Comments: 0 · Posts: 8735 · Topics: 522
He's interested in you but not THAT into you. I don't think he's interested in you enough

It seems like he has peaks where sometimes he's very interested & other times he's just kind of blah. He's not interested in you enough to be consistent but then again you haven't done anything that is so wrong that it was worth him cutting you off completely.

I doubt that you are the only woman he is seeing. Highly doubt it. Usually when guys are hot & cold it's indicative of 1. Commitment issues 2. Communication issues 3. Too many girls he's trying to juggle on the side or 4. Lack of interest. So either way you slice it, it's really not a good thing

Secondly, you guys are both playing games.

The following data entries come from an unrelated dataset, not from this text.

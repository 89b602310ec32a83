use futures::StreamExt;
use mirror_debate_gateway::GatewayError;
use mirror_debate_gateway::agent::{AgentRequest, AgentSettings, AgentTransport, HttpAgentClient};
use mirror_debate_gateway::stream::UiMessageChunk;
use serde_json::json;
use wiremock::matchers::{body_partial_json, method, path};
use wiremock::{Mock, MockServer, ResponseTemplate};

const CAPTURED_STREAM: &str = concat!(
    "data: {\"id\":\"m1\",\"role\":\"assistant\",\"parts\":[{\"type\":\"text\",\"text\":\"Funding is\",\"state\":\"streaming\"}]}\n\n",
    "data: {\"id\":\"t1\",\"role\":\"assistant\",\"parts\":[{\"type\":\"tool-get_funding_rate\",\"toolCallId\":\"call-1\",\"state\":\"input-available\",\"input\":{\"symbol\":\"BTC\"}}]}\n\n",
    "data: {\"id\":\"t1\",\"role\":\"assistant\",\"parts\":[{\"type\":\"tool-get_funding_rate\",\"toolCallId\":\"call-1\",\"state\":\"input-available\",\"input\":{\"symbol\":\"BTC\"}}]}\n\n",
    "data: {\"id\":\"t1\",\"role\":\"assistant\",\"parts\":[{\"type\":\"tool-get_funding_rate\",\"toolCallId\":\"call-1\",\"state\":\"output-available\",\"input\":{\"symbol\":\"BTC\"},\"output\":{\"rate\":0.0001}}]}\n\n",
    "data: {\"id\":\"m1\",\"role\":\"assistant\",\"parts\":[{\"type\":\"text\",\"text\":\"Funding is flat.\",\"state\":\"done\"}]}\n\n",
    "data: [DONE]\n\n",
);

fn client_for(server: &MockServer) -> HttpAgentClient {
    HttpAgentClient::new(AgentSettings::new(server.uri()))
}

async fn collect_chunks(client: &HttpAgentClient) -> Vec<UiMessageChunk> {
    let stream = client
        .stream(AgentRequest::from_message("Is funding overheated?"))
        .await
        .expect("stream should open");
    stream.map(|item| item.expect("chunk")).collect().await
}

#[tokio::test]
async fn stream_translates_captured_sse() {
    let server = MockServer::start().await;
    Mock::given(method("POST"))
        .and(path("/v1/agent/stream"))
        .respond_with(
            ResponseTemplate::new(200).set_body_raw(CAPTURED_STREAM, "text/event-stream"),
        )
        .mount(&server)
        .await;

    let chunks = collect_chunks(&client_for(&server)).await;
    let kinds: Vec<_> = chunks.iter().map(UiMessageChunk::kind).collect();
    assert_eq!(
        kinds,
        vec![
            "start",
            "text-start",
            "text-delta",
            "tool-input-available",
            "tool-output-available",
            "text-delta",
            "text-end",
            "finish",
        ]
    );

    let text: String = chunks
        .iter()
        .filter_map(|c| match c {
            UiMessageChunk::TextDelta { delta, .. } => Some(delta.as_str()),
            _ => None,
        })
        .collect();
    assert_eq!(text, "Funding is flat.");
}

#[tokio::test]
async fn two_streams_over_same_bytes_are_identical() {
    let server = MockServer::start().await;
    Mock::given(method("POST"))
        .and(path("/v1/agent/stream"))
        .respond_with(
            ResponseTemplate::new(200).set_body_raw(CAPTURED_STREAM, "text/event-stream"),
        )
        .mount(&server)
        .await;

    let client = client_for(&server);
    let (first, second) = tokio::join!(collect_chunks(&client), collect_chunks(&client));
    assert_eq!(first, second);
}

#[tokio::test]
async fn stream_error_status_carries_body_text() {
    let server = MockServer::start().await;
    Mock::given(method("POST"))
        .and(path("/v1/agent/stream"))
        .respond_with(ResponseTemplate::new(500).set_body_string("boom"))
        .mount(&server)
        .await;

    let err = client_for(&server)
        .stream(AgentRequest::from_message("hi"))
        .await
        .err()
        .expect("500 must fail");
    assert_eq!(err.to_string(), "boom");
    assert!(matches!(err, GatewayError::Upstream { status: 500, .. }));
}

#[tokio::test]
async fn stream_without_body_is_missing_body() {
    let server = MockServer::start().await;
    Mock::given(method("POST"))
        .and(path("/v1/agent/stream"))
        .respond_with(ResponseTemplate::new(200))
        .mount(&server)
        .await;

    let err = client_for(&server)
        .stream(AgentRequest::from_message("hi"))
        .await
        .err()
        .expect("empty body must fail");
    assert!(matches!(err, GatewayError::MissingBody));
}

#[tokio::test]
async fn send_keeps_only_completed_turns() {
    let server = MockServer::start().await;
    Mock::given(method("POST"))
        .and(path("/v1/agent"))
        .respond_with(ResponseTemplate::new(200).set_body_json(json!({
            "events": [
                { "id": "a", "role": "assistant", "parts": [{ "type": "text", "text": "Bull case", "state": "done" }] },
                { "id": "b", "role": "assistant", "parts": [{ "type": "text", "text": "Bear", "state": "streaming" }] },
                { "id": "c", "role": "assistant", "parts": [
                    { "type": "tool-get_price", "toolCallId": "x", "state": "output-available", "output": 1 },
                    { "type": "text", "text": "Verdict", "state": "done" }
                ] }
            ]
        })))
        .mount(&server)
        .await;

    let turns = client_for(&server)
        .send(AgentRequest::from_message("hi"))
        .await
        .expect("send");
    let ids: Vec<_> = turns.iter().map(|m| m.id.as_str()).collect();
    assert_eq!(ids, vec!["a", "c"]);
    assert_eq!(turns[1].text(), "Verdict");
}

#[tokio::test]
async fn send_error_status_carries_body_text() {
    let server = MockServer::start().await;
    Mock::given(method("POST"))
        .and(path("/v1/agent"))
        .respond_with(ResponseTemplate::new(500).set_body_string("boom"))
        .mount(&server)
        .await;

    let err = client_for(&server)
        .send(AgentRequest::from_message("hi"))
        .await
        .expect_err("500 must fail");
    assert_eq!(err.to_string(), "boom");
}

#[tokio::test]
async fn request_body_carries_defaults_and_caller_fields() {
    let server = MockServer::start().await;
    Mock::given(method("POST"))
        .and(path("/v1/agent"))
        .and(body_partial_json(json!({
            "message": "hi",
            "session_id": "s-1",
            "toolkits": ["crypto"],
            "timeout": 90.0
        })))
        .respond_with(ResponseTemplate::new(200).set_body_json(json!({ "events": [] })))
        .expect(1)
        .mount(&server)
        .await;

    let mut settings = AgentSettings::new(server.uri());
    settings.default_toolkits = vec!["crypto".into()];
    settings.timeout_secs = Some(90.0);
    let client = HttpAgentClient::new(settings);

    let mut req = AgentRequest::from_message("hi");
    req.session_id = Some("s-1".into());
    let turns = client.send(req).await.expect("send");
    assert!(turns.is_empty());
}

#[tokio::test]
async fn invalid_request_never_reaches_upstream() {
    let server = MockServer::start().await;
    Mock::given(method("POST"))
        .respond_with(ResponseTemplate::new(200))
        .expect(0)
        .mount(&server)
        .await;

    let err = client_for(&server)
        .send(AgentRequest::default())
        .await
        .expect_err("empty request must fail");
    assert!(matches!(err, GatewayError::InvalidRequest(_)));
}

Stop with the cat & mouse games. Although I do agree that men should initially do the chasing & prove their interest, I think women really screw themselves when they forget that men need reassurance & signals of interest from a woman too. If you act like a queen whose on this high pedestal, who doesn't have to do any of the work, you'll end up alone!

I doubt things would've been different had you done your share of chasing him too, but in general, when dating guys in the future, up your chances of finding a good guy by being woman enough to give back what you're getting. It's not gonna kill you to initiate a phone call or text. Most men anticipate women being divas & will probably appreciate more the woman who put her pride down enough to contact him 1st.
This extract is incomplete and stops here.